──────── INPUT RECORDS

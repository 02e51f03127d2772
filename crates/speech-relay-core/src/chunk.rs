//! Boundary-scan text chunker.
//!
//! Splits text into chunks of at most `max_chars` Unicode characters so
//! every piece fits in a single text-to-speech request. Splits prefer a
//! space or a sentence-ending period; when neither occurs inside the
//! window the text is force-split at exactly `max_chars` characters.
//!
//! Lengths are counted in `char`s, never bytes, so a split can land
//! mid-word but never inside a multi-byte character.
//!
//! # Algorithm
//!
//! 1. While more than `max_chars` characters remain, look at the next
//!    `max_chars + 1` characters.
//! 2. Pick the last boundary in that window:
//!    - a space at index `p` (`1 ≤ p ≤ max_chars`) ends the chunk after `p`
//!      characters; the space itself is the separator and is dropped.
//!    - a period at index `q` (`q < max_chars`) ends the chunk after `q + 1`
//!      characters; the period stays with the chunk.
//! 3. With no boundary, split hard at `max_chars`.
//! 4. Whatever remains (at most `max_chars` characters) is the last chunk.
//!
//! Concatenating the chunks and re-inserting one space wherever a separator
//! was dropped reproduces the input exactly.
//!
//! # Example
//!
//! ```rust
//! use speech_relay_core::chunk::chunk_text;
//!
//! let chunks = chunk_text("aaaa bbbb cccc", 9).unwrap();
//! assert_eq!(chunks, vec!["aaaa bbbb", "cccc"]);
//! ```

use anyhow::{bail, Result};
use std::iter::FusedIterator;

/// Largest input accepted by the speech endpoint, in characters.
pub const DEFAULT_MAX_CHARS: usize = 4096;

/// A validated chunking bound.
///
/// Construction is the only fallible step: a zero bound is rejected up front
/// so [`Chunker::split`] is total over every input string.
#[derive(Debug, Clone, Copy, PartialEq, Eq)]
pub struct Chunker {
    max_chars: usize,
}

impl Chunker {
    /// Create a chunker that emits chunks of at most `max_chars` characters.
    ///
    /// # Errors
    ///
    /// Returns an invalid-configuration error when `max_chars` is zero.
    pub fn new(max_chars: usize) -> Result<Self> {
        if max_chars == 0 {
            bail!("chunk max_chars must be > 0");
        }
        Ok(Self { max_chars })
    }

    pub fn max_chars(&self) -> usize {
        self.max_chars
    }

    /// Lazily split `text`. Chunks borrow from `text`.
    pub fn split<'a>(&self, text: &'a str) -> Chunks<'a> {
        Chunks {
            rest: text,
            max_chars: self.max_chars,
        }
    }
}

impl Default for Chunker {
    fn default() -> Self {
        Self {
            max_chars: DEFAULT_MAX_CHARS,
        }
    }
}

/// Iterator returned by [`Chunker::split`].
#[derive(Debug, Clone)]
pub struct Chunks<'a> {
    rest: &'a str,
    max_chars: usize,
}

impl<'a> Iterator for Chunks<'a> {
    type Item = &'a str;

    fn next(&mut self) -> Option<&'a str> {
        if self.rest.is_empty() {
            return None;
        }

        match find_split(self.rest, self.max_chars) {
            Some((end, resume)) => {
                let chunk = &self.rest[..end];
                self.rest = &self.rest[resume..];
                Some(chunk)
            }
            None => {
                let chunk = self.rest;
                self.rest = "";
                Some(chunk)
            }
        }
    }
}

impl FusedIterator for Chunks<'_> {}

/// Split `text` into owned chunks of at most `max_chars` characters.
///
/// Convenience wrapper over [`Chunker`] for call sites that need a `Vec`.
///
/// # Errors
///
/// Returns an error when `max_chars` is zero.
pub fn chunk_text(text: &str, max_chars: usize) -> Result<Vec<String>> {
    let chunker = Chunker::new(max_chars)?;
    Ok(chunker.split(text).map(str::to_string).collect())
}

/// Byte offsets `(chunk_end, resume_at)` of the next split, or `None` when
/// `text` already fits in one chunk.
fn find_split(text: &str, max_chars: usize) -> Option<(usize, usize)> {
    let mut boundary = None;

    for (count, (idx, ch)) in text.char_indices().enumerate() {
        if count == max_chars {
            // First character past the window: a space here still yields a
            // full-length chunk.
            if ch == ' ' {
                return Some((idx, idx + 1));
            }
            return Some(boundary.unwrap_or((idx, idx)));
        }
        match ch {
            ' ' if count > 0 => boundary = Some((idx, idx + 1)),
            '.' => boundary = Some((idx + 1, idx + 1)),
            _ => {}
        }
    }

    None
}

────────────────

Take the lines from the start of the records through the line holding "split can land", both included, and please print them exactly, with nothing else.

_FINISHED EXERCISE:_
repository 02e51f03127d2772
filename crates/speech-relay-core/src/chunk.rs
//! Boundary-scan text chunker.
//!
//! Splits text into chunks of at most `max_chars` Unicode characters so
//! every piece fits in a single text-to-speech request. Splits prefer a
//! space or a sentence-ending period; when neither occurs inside the
//! window the text is force-split at exactly `max_chars` characters.
//!
//! Lengths are counted in `char`s, never bytes, so a split can land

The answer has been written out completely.